Uncovering a Surprise: Low Glucose Can Also Cause Problems
What it Says: This study out of Wuhan, China correlates the blood glucose levels of 293 non-diabetic COVID patients with the severity of their illness, and finds a J-shaped curve. That means that not only were people with the highest glucose most likely to have negative outcomes, but people with low fasting glucose (85 mg/dL and below) also fared worse than those with fasting glucose in the higher end of the normal range (85-93 mg/dL).
The J-shaped curve between glucose levels and COVID severity.

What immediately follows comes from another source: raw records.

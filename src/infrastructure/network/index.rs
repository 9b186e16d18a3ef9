use crate::domain::error::BridgeError;
use crate::domain::model::AvailablePackage;
use reqwest::Client;
use std::path::{Path, PathBuf};
use tracing::{debug, info};

/// Where the package index (and package links) live.
#[derive(Debug, Clone, PartialEq, Eq)]
pub enum Location {
    Remote(String),
    Local(PathBuf),
}

impl Location {
    pub fn parse(raw: &str) -> Self {
        let trimmed = raw.trim();
        if trimmed.starts_with("http://") || trimmed.starts_with("https://") {
            Self::Remote(trimmed.to_string())
        } else {
            let path = trimmed.strip_prefix("file://").unwrap_or(trimmed);
            Self::Local(PathBuf::from(path))
        }
    }
}

/// Fetch the raw index, validate it parses, and replace `dest` atomically.
pub async fn refresh_index(
    client: &Client,
    source: &Location,
    dest: &Path,
) -> Result<usize, BridgeError> {
    let body = match source {
        Location::Remote(url) => {
            info!("Refreshing package index from {}", url);
            let response = client.get(url).send().await?.error_for_status()?;
            response.bytes().await?.to_vec()
        }
        Location::Local(path) => {
            info!("Refreshing package index from {}", path.display());
            tokio::fs::read(path).await?
        }
    };

    let packages = parse_index(&body)?;

    let tmp = dest.with_extension("json.tmp");
    tokio::fs::write(&tmp, &body).await?;
    tokio::fs::rename(&tmp, dest).await?;

    debug!("Index written to {} ({} packages)", dest.display(), packages.len());
    Ok(packages.len())
}

pub fn parse_index(body: &[u8]) -> Result<Vec<AvailablePackage>, BridgeError> {
    Ok(serde_json::from_slice(body)?)
}

/// Read the locally stored index. A missing file is an empty index.
pub async fn read_index(path: &Path) -> Result<Vec<AvailablePackage>, BridgeError> {
    match tokio::fs::read(path).await {
        Ok(body) => parse_index(&body),
        Err(e) if e.kind() == std::io::ErrorKind::NotFound => Ok(Vec::new()),
        Err(e) => Err(e.into()),
    }
}
pub mod status;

While this study doesn’t specifically investigate why lower glucose can worsen the disease, the authors speculate based on other research that it’s an energy shortage problem. COVID replication consumes a lot of the body’s ATP, which is made by metabolizing glucose. So if you already have low glucose, and therefore low ATP, and then COVID consumes even more ATP, your body simply doesn’t have enough energy left to mount a robust immune response. Your body also needs glucose to generate antioxidants like glutathione, so low glucose could also impair your antioxidant defenses.
Levels Take: Two things strike us about this study. First, if the finding holds up under further research, it’s fascinating that low blood sugar would lead to worse outcomes (though the proposed mechanism around ATP makes sense: the body needs energy to fight off the disease). It’s a reminder of just how fundamental metabolic processes are. Second, it’s indicative of how much we have yet to learn about COVID and how it interacts with the body. That the story of high glucose and COVID is so clear already underscores the strength of the connection, but as researchers dig further into data, we will surely find more unexpected results like this one.